___ Information supplied
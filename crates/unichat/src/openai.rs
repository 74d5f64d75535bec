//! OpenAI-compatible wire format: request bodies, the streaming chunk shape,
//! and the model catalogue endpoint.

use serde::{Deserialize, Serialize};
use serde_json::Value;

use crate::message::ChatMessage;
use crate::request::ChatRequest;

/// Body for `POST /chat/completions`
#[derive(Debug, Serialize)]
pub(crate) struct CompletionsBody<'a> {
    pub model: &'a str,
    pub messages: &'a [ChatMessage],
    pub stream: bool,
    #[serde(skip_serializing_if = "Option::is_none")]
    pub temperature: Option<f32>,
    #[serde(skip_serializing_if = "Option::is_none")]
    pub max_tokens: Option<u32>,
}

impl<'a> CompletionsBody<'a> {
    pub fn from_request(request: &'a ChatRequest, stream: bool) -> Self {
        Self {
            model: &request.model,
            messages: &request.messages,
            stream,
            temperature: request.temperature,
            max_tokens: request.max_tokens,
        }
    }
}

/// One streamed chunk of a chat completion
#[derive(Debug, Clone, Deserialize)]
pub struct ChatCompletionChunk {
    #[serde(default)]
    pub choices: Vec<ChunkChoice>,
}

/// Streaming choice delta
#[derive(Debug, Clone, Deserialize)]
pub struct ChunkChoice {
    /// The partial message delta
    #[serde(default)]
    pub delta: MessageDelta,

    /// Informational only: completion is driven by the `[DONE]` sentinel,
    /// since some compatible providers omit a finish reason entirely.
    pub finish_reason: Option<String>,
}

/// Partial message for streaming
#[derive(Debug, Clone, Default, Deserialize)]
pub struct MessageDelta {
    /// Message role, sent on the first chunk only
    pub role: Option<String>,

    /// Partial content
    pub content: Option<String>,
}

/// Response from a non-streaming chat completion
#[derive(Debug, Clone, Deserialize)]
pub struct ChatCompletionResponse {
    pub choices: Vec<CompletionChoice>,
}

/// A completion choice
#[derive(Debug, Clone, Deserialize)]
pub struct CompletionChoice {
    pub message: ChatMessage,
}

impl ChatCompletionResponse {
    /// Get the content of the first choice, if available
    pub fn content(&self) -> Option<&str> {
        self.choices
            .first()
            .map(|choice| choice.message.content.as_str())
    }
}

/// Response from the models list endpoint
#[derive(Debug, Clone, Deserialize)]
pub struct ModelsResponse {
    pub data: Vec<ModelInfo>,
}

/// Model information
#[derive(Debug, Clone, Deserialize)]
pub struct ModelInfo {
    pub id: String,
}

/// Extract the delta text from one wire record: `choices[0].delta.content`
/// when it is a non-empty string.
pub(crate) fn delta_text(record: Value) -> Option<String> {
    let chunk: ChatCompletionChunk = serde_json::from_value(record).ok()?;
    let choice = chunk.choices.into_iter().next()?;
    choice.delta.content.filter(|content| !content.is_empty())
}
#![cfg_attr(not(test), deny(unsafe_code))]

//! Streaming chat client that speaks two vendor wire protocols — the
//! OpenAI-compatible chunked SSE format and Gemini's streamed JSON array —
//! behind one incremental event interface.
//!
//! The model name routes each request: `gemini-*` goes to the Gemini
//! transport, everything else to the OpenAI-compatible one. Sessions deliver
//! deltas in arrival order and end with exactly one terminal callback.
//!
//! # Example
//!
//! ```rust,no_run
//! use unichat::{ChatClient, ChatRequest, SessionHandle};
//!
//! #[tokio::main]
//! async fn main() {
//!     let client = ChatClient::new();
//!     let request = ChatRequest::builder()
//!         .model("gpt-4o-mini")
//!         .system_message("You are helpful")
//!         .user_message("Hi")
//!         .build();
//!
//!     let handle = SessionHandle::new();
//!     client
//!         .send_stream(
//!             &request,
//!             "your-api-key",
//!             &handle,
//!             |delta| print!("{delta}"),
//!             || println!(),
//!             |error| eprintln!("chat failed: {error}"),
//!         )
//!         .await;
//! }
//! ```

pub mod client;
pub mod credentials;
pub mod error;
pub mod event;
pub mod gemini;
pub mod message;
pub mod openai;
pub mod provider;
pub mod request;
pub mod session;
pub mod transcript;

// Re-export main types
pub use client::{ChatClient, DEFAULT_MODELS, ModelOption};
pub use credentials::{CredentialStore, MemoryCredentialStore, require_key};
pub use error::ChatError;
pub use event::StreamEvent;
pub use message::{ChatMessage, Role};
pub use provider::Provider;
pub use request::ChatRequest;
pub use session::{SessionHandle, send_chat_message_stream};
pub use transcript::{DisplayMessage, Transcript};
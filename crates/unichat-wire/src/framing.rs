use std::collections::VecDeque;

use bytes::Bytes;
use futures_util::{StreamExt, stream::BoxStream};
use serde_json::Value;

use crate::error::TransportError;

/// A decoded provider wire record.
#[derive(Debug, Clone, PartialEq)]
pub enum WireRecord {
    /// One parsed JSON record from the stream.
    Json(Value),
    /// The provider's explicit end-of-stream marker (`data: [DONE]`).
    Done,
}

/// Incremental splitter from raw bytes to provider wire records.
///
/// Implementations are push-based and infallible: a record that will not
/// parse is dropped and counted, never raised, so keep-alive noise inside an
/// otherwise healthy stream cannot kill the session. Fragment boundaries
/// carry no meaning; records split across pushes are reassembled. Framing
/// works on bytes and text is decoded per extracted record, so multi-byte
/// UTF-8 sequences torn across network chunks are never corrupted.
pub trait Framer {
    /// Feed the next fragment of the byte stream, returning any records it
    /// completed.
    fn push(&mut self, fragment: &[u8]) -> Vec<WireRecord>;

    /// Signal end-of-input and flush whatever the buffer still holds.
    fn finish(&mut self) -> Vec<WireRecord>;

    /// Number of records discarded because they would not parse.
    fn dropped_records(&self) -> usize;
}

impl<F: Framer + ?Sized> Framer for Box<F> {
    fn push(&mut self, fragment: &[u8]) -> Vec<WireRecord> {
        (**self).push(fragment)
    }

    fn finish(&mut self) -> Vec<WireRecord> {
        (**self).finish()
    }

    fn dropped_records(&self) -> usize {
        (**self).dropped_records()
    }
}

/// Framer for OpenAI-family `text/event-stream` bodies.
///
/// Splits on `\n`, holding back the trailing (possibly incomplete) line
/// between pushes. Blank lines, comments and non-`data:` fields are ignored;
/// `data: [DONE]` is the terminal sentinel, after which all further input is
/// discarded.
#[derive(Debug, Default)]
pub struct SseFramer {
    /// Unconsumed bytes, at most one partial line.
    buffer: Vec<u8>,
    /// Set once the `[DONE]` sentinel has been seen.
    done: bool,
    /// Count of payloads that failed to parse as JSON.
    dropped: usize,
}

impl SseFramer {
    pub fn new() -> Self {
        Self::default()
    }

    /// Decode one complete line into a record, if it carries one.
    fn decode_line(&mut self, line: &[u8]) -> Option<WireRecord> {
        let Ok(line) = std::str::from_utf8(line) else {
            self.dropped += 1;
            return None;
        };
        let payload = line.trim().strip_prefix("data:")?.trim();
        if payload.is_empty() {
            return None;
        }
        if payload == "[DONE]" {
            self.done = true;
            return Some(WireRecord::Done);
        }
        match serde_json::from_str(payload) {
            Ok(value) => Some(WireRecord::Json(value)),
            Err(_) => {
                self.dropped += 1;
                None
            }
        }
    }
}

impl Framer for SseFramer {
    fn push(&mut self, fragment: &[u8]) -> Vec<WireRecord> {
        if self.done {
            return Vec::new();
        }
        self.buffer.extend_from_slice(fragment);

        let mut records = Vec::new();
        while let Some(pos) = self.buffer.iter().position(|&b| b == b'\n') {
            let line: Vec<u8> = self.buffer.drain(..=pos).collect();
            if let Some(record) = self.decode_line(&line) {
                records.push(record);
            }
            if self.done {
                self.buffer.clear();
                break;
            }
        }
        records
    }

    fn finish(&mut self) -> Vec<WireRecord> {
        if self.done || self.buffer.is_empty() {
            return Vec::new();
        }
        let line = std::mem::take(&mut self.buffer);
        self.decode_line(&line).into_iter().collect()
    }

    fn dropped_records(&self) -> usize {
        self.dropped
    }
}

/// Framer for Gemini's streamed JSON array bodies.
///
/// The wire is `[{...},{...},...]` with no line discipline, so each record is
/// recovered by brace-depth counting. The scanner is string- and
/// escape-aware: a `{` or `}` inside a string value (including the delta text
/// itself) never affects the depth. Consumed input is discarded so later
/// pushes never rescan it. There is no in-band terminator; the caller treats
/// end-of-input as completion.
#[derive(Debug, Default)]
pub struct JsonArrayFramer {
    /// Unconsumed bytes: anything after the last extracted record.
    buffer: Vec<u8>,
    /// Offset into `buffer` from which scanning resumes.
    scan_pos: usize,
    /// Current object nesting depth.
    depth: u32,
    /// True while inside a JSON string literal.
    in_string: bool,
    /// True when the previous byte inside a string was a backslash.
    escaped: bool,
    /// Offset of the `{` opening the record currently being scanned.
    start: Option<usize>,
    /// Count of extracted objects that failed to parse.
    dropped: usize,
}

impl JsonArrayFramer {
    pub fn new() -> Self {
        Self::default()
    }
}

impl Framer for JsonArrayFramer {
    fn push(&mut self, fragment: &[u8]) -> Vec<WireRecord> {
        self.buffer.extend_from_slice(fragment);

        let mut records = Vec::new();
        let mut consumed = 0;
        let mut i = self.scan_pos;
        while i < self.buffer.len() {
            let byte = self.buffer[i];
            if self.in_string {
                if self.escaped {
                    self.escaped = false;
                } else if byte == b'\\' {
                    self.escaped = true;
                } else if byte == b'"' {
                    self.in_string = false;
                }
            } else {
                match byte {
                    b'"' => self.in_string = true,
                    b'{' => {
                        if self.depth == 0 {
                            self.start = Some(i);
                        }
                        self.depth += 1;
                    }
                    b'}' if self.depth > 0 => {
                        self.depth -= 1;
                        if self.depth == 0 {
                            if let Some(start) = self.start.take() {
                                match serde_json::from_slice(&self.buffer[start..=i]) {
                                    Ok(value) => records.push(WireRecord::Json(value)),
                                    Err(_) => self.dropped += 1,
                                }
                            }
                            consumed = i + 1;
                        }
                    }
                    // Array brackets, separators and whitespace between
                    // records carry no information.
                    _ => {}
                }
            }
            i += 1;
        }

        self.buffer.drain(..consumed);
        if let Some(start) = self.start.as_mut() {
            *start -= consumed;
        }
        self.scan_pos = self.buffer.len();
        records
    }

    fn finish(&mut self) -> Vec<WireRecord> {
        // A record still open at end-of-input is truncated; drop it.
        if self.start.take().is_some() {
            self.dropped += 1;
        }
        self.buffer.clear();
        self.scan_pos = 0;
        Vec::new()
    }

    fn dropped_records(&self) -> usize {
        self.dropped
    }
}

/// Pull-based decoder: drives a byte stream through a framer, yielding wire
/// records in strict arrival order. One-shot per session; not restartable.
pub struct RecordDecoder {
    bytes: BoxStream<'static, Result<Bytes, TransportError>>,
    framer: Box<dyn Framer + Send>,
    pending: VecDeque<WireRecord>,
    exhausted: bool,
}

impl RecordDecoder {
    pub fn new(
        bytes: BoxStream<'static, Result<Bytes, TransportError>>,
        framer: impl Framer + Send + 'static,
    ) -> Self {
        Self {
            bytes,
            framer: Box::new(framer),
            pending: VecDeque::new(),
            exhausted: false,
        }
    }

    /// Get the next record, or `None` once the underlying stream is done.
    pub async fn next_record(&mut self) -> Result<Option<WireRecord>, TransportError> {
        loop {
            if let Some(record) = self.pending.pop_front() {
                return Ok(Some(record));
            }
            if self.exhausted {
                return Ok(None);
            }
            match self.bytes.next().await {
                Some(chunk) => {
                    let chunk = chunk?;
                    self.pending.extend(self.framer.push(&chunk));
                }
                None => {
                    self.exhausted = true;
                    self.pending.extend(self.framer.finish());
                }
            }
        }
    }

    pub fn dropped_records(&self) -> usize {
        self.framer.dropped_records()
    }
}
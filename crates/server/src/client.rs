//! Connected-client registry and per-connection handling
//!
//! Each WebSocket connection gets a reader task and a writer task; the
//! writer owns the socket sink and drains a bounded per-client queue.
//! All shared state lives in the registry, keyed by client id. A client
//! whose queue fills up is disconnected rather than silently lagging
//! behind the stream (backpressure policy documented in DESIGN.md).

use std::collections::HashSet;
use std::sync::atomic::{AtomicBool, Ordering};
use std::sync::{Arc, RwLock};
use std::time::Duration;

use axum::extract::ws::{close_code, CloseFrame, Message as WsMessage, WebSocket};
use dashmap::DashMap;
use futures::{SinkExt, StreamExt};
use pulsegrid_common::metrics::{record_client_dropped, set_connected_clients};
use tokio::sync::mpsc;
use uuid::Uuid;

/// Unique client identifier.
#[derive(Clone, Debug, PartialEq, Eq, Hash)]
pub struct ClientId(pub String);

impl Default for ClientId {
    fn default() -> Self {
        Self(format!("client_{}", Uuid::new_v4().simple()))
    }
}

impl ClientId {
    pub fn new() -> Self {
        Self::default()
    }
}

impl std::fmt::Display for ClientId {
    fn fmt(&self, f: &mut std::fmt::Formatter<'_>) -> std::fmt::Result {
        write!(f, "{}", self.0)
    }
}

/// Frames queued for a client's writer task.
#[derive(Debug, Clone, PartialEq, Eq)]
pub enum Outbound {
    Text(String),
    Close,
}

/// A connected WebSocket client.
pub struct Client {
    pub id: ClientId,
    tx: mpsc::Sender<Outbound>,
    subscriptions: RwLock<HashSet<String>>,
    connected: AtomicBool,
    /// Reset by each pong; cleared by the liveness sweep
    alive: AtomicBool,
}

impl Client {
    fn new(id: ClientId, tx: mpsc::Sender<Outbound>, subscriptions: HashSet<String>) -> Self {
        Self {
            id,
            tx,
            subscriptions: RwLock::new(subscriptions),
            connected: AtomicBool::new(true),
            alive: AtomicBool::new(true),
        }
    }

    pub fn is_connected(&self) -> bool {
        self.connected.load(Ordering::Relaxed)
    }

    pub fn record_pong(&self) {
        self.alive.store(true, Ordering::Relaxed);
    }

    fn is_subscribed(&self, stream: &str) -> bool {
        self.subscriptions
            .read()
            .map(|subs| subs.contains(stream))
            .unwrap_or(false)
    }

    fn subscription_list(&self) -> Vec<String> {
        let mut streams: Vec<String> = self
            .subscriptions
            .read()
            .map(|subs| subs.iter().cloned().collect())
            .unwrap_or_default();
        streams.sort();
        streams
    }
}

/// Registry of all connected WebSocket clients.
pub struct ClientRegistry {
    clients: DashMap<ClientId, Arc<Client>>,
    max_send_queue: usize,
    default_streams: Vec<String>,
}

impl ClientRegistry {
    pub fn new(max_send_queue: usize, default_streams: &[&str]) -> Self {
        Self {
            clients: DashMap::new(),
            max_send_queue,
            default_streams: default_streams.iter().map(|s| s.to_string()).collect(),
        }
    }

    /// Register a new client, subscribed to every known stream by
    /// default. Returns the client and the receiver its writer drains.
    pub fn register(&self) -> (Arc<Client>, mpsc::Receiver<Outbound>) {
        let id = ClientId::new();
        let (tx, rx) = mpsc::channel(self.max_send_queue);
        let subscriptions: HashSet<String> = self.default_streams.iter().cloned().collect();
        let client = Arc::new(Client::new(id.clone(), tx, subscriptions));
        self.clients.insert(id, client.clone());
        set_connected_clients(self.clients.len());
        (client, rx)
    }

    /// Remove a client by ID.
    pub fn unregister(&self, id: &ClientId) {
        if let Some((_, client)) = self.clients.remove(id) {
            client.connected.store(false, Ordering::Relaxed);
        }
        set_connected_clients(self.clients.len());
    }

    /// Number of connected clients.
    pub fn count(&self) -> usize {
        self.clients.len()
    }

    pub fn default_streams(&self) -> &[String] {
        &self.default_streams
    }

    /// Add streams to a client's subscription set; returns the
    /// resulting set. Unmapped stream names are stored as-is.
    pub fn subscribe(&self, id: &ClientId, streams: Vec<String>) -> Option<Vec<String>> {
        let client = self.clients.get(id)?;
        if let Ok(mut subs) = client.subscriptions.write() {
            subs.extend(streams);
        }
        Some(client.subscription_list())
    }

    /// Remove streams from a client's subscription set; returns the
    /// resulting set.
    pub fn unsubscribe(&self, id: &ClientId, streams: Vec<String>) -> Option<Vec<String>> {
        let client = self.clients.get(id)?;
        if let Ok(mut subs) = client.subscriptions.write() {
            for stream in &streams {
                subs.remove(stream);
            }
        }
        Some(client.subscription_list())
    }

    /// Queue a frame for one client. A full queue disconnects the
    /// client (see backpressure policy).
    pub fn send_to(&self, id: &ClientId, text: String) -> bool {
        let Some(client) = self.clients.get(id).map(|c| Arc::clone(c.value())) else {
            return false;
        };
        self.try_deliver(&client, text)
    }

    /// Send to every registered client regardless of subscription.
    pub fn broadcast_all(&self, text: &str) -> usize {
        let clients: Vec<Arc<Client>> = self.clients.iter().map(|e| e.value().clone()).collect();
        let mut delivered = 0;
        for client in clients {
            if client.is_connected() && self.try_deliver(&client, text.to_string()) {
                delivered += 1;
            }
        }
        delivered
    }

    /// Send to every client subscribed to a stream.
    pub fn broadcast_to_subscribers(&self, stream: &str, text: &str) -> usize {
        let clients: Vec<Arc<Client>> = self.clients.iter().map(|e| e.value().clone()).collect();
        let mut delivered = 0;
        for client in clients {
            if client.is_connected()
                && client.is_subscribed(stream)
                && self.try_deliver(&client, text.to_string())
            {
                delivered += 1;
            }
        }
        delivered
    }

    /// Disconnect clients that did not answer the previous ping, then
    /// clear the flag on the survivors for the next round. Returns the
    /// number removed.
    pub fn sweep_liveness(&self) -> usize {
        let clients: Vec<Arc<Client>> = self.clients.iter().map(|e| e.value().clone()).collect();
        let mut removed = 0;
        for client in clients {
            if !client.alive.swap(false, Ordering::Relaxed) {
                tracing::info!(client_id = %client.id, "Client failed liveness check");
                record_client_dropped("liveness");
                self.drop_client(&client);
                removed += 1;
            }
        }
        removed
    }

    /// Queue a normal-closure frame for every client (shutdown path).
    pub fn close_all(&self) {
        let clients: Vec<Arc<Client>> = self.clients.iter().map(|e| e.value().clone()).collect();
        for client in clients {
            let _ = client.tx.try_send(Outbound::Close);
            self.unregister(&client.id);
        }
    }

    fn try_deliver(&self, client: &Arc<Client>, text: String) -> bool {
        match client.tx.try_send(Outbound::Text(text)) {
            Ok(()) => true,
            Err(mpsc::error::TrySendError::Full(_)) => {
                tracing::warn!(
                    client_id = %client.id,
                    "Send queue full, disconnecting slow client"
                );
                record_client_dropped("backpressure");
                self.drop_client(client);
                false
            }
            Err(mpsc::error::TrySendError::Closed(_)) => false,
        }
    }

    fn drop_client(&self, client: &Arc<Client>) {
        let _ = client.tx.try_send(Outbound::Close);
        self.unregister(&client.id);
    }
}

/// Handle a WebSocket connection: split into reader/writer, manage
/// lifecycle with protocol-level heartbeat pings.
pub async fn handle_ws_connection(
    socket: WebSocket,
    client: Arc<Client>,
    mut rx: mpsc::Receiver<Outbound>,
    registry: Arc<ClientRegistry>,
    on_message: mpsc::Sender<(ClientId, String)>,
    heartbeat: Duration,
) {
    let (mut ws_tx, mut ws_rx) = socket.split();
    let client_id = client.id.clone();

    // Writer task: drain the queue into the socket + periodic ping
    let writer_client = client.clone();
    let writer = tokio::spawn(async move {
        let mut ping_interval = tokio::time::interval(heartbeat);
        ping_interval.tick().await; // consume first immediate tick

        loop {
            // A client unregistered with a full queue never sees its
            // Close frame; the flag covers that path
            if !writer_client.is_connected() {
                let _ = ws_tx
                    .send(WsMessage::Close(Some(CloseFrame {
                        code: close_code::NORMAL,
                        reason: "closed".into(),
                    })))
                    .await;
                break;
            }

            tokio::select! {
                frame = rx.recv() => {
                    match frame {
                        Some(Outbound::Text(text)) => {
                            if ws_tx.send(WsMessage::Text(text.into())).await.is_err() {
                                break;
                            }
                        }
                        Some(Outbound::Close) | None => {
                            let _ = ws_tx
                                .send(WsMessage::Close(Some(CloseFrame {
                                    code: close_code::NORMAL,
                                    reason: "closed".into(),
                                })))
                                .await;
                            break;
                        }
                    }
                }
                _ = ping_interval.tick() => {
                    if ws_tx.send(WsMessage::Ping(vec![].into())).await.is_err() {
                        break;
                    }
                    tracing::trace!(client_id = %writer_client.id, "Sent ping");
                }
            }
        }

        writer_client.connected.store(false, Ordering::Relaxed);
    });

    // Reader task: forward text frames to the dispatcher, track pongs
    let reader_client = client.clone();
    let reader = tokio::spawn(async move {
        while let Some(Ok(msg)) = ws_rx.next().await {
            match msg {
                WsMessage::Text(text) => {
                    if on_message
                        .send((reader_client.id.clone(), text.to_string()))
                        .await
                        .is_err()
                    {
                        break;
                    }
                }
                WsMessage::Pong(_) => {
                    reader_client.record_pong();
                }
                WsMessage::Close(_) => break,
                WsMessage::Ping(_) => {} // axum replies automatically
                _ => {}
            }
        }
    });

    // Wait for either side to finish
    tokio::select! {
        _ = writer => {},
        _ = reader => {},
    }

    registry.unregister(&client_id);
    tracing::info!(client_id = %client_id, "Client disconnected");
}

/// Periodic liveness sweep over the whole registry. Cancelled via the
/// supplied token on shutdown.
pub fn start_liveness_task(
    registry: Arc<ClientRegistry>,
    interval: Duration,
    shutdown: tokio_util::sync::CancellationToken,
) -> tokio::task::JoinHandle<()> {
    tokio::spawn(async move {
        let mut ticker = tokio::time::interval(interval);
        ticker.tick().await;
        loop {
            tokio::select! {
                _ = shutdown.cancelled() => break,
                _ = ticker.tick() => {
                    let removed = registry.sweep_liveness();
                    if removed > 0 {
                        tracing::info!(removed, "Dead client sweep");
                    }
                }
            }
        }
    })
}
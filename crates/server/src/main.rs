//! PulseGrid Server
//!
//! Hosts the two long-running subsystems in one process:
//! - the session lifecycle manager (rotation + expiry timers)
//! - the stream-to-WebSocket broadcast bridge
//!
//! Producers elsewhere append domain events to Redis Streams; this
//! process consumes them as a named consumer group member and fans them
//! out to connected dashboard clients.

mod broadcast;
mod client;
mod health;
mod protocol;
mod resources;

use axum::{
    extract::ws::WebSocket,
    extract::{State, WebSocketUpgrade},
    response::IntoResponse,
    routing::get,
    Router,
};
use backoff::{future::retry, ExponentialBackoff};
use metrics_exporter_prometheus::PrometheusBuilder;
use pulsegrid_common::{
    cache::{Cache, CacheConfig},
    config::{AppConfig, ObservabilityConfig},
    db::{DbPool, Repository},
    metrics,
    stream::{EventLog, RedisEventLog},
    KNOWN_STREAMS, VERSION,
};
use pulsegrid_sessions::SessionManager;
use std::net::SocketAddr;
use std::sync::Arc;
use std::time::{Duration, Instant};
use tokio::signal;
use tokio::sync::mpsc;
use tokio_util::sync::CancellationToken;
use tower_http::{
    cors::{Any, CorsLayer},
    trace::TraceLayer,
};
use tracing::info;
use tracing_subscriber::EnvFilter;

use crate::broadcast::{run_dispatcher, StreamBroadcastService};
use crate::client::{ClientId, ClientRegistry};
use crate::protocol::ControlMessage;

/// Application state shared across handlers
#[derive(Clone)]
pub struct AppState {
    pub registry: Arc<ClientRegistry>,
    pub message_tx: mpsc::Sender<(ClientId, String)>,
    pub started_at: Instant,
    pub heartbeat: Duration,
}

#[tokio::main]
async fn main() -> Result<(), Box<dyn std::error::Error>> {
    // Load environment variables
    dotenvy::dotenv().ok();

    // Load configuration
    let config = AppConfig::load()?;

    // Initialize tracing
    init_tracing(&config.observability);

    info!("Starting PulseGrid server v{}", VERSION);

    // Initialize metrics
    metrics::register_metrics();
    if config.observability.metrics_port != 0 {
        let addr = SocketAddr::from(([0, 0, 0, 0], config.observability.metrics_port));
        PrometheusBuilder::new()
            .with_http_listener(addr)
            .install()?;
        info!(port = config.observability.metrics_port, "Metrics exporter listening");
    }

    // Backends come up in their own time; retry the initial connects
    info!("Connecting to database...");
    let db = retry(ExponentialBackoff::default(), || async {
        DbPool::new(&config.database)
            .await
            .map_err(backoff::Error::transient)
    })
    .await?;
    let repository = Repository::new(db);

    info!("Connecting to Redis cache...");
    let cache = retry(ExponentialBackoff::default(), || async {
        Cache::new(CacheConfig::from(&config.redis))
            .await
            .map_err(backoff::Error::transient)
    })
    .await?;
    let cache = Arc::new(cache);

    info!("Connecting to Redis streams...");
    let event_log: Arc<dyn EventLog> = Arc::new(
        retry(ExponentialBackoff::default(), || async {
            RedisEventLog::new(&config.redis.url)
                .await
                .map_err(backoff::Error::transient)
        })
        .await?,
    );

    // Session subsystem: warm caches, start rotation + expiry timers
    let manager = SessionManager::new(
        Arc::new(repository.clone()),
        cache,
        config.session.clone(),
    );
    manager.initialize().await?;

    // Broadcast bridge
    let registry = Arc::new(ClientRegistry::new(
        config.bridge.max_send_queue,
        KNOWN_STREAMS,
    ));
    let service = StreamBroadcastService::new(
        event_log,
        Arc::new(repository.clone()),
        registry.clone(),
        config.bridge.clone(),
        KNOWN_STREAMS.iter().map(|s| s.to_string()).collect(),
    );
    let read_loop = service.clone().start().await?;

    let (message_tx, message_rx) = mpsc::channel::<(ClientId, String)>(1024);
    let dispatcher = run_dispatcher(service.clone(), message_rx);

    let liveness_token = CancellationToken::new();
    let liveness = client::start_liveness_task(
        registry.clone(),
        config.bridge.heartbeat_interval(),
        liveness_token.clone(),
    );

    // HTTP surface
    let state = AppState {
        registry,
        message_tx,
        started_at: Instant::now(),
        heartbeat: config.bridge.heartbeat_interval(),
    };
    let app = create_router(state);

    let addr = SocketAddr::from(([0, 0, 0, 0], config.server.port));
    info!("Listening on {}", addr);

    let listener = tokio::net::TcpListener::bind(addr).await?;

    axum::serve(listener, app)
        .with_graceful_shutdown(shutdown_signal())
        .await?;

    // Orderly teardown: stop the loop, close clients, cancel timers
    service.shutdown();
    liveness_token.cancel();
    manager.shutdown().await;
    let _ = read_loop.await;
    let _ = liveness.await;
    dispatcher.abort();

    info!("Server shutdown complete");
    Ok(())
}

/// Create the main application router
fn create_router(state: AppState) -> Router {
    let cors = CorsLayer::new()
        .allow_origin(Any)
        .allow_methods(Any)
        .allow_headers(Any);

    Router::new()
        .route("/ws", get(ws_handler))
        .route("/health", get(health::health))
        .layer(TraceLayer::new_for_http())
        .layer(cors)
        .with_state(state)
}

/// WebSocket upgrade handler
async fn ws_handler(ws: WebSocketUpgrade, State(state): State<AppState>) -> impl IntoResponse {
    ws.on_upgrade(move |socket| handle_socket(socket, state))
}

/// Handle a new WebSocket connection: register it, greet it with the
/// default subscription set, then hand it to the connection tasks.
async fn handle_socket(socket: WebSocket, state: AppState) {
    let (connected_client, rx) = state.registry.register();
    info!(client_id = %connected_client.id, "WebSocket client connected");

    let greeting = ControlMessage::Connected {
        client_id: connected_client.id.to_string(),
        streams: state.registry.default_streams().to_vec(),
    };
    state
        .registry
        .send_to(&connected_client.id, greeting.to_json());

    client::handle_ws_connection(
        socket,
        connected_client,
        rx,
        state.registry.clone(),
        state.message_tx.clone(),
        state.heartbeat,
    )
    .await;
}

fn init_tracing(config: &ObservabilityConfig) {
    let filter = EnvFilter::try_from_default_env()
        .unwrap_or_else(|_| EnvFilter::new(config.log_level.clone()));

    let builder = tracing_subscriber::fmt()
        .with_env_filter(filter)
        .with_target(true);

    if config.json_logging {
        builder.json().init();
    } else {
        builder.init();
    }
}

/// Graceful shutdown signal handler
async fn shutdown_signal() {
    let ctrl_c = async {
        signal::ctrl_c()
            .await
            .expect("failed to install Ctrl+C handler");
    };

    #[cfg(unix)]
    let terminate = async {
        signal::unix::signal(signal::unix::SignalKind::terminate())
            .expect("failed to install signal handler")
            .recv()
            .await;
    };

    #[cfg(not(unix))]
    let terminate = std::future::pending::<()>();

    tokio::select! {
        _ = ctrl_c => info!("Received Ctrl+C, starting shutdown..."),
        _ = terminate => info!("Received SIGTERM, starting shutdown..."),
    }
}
______
Work request. Look for the word "process". Copy out every line of the data that has it.

Answer section.
//! Hosts the two long-running subsystems in one process:
//! process consumes them as a named consumer group member and fans them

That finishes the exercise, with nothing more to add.